MORRISH HOMES (REGISTERED NUMBER: 01633471)

NOTES TO THE FINANCIAL STATEMENTS
For The Year Ended 30 September 2024

1. STATUTORY INFORMATION

Morrish Homes is a private, unlimited company with share capital, registered in England and Wales. The company's registered number and registered office address can be found on the Company Information page.

2. ACCOUNTING POLICIES

Basis of preparing the financial statements
These financial statements have been prepared in accordance with Financial Reporting Standard 102 "The Financial Reporting Standard applicable in the UK and Republic of Ireland" and the Companies Act 2006. The financial statements have been prepared under the historical cost convention as modified by the revaluation of certain assets.

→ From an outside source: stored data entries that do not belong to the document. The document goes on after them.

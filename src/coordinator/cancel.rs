use std::sync::atomic::{AtomicBool, AtomicUsize, Ordering};
use std::sync::Arc;
use std::time::Duration;

use super::Clock;

/// Cooperative cancellation flag shared between a requester and a worker
#[derive(Debug, Clone, Default)]
pub struct CancelToken(Arc<AtomicBool>);

impl CancelToken {
    pub fn new() -> Self {
        Self::default()
    }

    pub fn cancel(&self) {
        self.0.store(true, Ordering::Release);
    }

    pub fn reset(&self) {
        self.0.store(false, Ordering::Release);
    }

    pub fn is_cancelled(&self) -> bool {
        self.0.load(Ordering::Acquire)
    }
}

/// Tracks background record-format upgrades, the only work another schema
/// change may preempt.
#[derive(Debug, Default)]
pub struct MaintenanceRegistry {
    active: AtomicUsize,
    abort: CancelToken,
}

impl MaintenanceRegistry {
    pub fn new() -> Self {
        Self::default()
    }

    /// Mark an upgrade as running until the guard drops
    pub fn enter(self: &Arc<Self>) -> MaintenanceGuard {
        self.active.fetch_add(1, Ordering::AcqRel);
        MaintenanceGuard {
            registry: Arc::clone(self),
        }
    }

    pub fn is_active(&self) -> bool {
        self.active.load(Ordering::Acquire) > 0
    }

    /// Token the running upgrade polls
    pub fn abort_token(&self) -> CancelToken {
        self.abort.clone()
    }

    pub fn request_abort(&self) {
        self.abort.cancel();
    }

    /// Sleep-poll until no upgrade is active. Returns false if `tries` ran out first.
    pub fn wait_until_idle(&self, clock: &dyn Clock, tries: u32, poll: Duration) -> bool {
        for _ in 0..tries {
            if !self.is_active() {
                return true;
            }
            clock.sleep(poll);
        }
        !self.is_active()
    }
}

pub struct MaintenanceGuard {
    registry: Arc<MaintenanceRegistry>,
}

impl Drop for MaintenanceGuard {
    fn drop(&mut self) {
        if self.registry.active.fetch_sub(1, Ordering::AcqRel) == 1 {
            self.registry.abort.reset();
        }
    }
}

Financial Reporting Standard 102 - reduced disclosure exemptions
The company has taken advantage of the following disclosure exemptions in preparing these financial statements, as permitted by FRS 102 "The Financial Reporting Standard applicable in the UK and Republic of Ireland":

the requirements of Section 7 Statement of Cash Flows;
the requirement of paragraph 3.17(d);
the requirement of paragraph 33.7.

Related party exemption
The company has taken advantage of exemption, under the terms of Financial Reporting Standard 102 'The Financial Reporting Standard applicable in the UK and Republic of Ireland', not to disclose related party transactions with wholly owned subsidiaries within the group.

Significant judgements and estimates
The preparation of the financial statements requires management to make judgements, estimates and assumptions that affect the amounts reported for assets and liabilities as at the balance sheet date and the amounts reported for revenue and expenses during the year. However the nature of estimation means the actual outcomes could differ from those involving estimates. The company constantly re-evaluates these significant factors and makes adjustments where facts and circumstances dictate.

The directors have made the following judgements and estimates deemed applicable to the financial statements:

Construction contracts
When the outcome of a construction contract can be estimated reliably, contract revenue and costs associated with the construction contract are recognised by reference to the stage of completion of the contract activity at the reporting date.

Outcomes of construction contracts are estimated using internally generated detailed costings. The stage of completion is measured using surveys of the work performed, undertaken by third party quantity surveyors.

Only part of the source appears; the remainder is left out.